The off-grid community “is buzzing with solar and wind energy, which powers everything from the dispensary and church to shops, homes, and even a rescue centre for girls fleeing child marriage and the threat of female genital mutilation,” the National Observer reports.
After seeing the success of a small solar installation, enough to power a few homes, residents “banded together to buy the shared energy system themselves, recognizing that the substantial upfront cost would create benefits for years to come. Those now include everything from vaccines that can now be kept cold at the dispensary to solar-powered pumping of water.”
To fund installations that not everyone could afford, those community members who could pay began contributing $10 per month to the project, then approached the UN Industrial Development Organization for technical support. “Today the 125-member energy cooperative has raised $4,900 for panels—installed on poles around the community and on rooftops—and installed two small wind turbines, as well.”
The community occasionally has to rely on a back-up diesel generator—but just occasionally.
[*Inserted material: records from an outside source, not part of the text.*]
//! Waiting wrappers around a browser page

use std::path::PathBuf;

use contactlist_common::{E2eResult, Page};
use tracing::debug;

use crate::wait::{self, Condition, WaitPolicy};

/// A page plus the deadline every interaction is bounded by
///
/// Interactions first wait for their target to be visible, so a slow render
/// becomes a timeout instead of an immediate `ElementNotFound`.
pub struct UiSession {
    page: Box<dyn Page>,
    base_url: String,
    policy: WaitPolicy,
}

impl UiSession {
    pub fn new(page: Box<dyn Page>, base_url: &str, policy: WaitPolicy) -> Self {
        Self {
            page,
            base_url: base_url.trim_end_matches('/').to_string(),
            policy,
        }
    }

    /// The raw page, for one-shot primitives that must not wait
    pub fn page(&mut self) -> &mut dyn Page {
        self.page.as_mut()
    }

    pub fn policy(&self) -> &WaitPolicy {
        &self.policy
    }

    pub fn base_url(&self) -> &str {
        &self.base_url
    }

    /// Absolute URL for an application path
    pub fn url_for(&self, path: &str) -> String {
        format!("{}{}", self.base_url, path)
    }

    pub async fn wait_for(&mut self, condition: Condition) -> E2eResult<()> {
        wait::until(self.page.as_mut(), &condition, &self.policy).await
    }

    pub async fn visit(&mut self, path: &str) -> E2eResult<()> {
        debug!(path, "visit");
        self.page.goto(path).await
    }

    pub async fn click(&mut self, selector: &str) -> E2eResult<()> {
        self.wait_for(Condition::visible(selector)).await?;
        self.page.click(selector).await
    }

    pub async fn click_text(&mut self, text: &str) -> E2eResult<()> {
        self.wait_for(Condition::text(text)).await?;
        self.page.click_text(text).await
    }

    pub async fn type_into(&mut self, selector: &str, value: &str) -> E2eResult<()> {
        self.wait_for(Condition::visible(selector)).await?;
        self.page.fill(selector, value).await
    }

    pub async fn expect_visible(&mut self, selector: &str) -> E2eResult<()> {
        self.wait_for(Condition::visible(selector)).await
    }

    pub async fn expect_absent(&mut self, selector: &str) -> E2eResult<()> {
        self.wait_for(Condition::absent(selector)).await
    }

    pub async fn expect_count(&mut self, selector: &str, n: usize) -> E2eResult<()> {
        self.wait_for(Condition::count(selector, n)).await
    }

    pub async fn expect_text(&mut self, text: &str) -> E2eResult<()> {
        self.wait_for(Condition::text(text)).await
    }

    pub async fn expect_no_text(&mut self, text: &str) -> E2eResult<()> {
        self.wait_for(Condition::no_text(text)).await
    }

    pub async fn expect_url_contains(&mut self, fragment: &str) -> E2eResult<()> {
        self.wait_for(Condition::url_contains(fragment)).await
    }

    /// Exact match against `base_url + path`
    pub async fn expect_url(&mut self, path: &str) -> E2eResult<()> {
        let url = self.url_for(path);
        self.wait_for(Condition::UrlIs(url)).await
    }

    pub async fn expect_value(&mut self, selector: &str, value: &str) -> E2eResult<()> {
        self.wait_for(Condition::InputValue(selector.to_string(), value.to_string()))
            .await
    }

    pub async fn expect_focused(&mut self, id: &str) -> E2eResult<()> {
        self.wait_for(Condition::Focused(id.to_string())).await
    }

    /// Text of the first element matching `selector`, once it is visible
    pub async fn text_of(&mut self, selector: &str) -> E2eResult<String> {
        self.wait_for(Condition::visible(selector)).await?;
        self.page.text_content(selector).await
    }

    pub async fn current_url(&mut self) -> E2eResult<String> {
        self.page.current_url().await
    }

    pub async fn screenshot(&mut self, name: &str) -> E2eResult<PathBuf> {
        self.page.screenshot(name).await
    }

    pub async fn close(&mut self) -> E2eResult<()> {
        self.page.close().await
    }
}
“Before we started this solar farm, people from this village used to travel to Ngong town, which is 17 kilometres away, to get basic services and goods such as a photocopy or a haircut,” said solar farm manager Simon Parkesian. “This used to inconvenience us greatly since you had to part with a tidy sum.”
He adds that “the [local] power grid has initiated many projects in the community, but the most important project is the girls’ rescue centre that houses close to 80 vulnerable girls.” The centre opened in 2012 and lights is dormitories and classrooms with renewable energy.
Co-op member Lydia Mboyo said evening lighting gives her children more time to study and allows her to keep her retail shop open later into the evening. She’s planning to expand the business and buy a fridge to store perishable food and drinks.
“I am also a member of a women’s group that makes and sells beaded ornaments abroad, and with lighting we have been able to store our business records in computers,” she said. “We also listen to the radio for entertainment while beading.”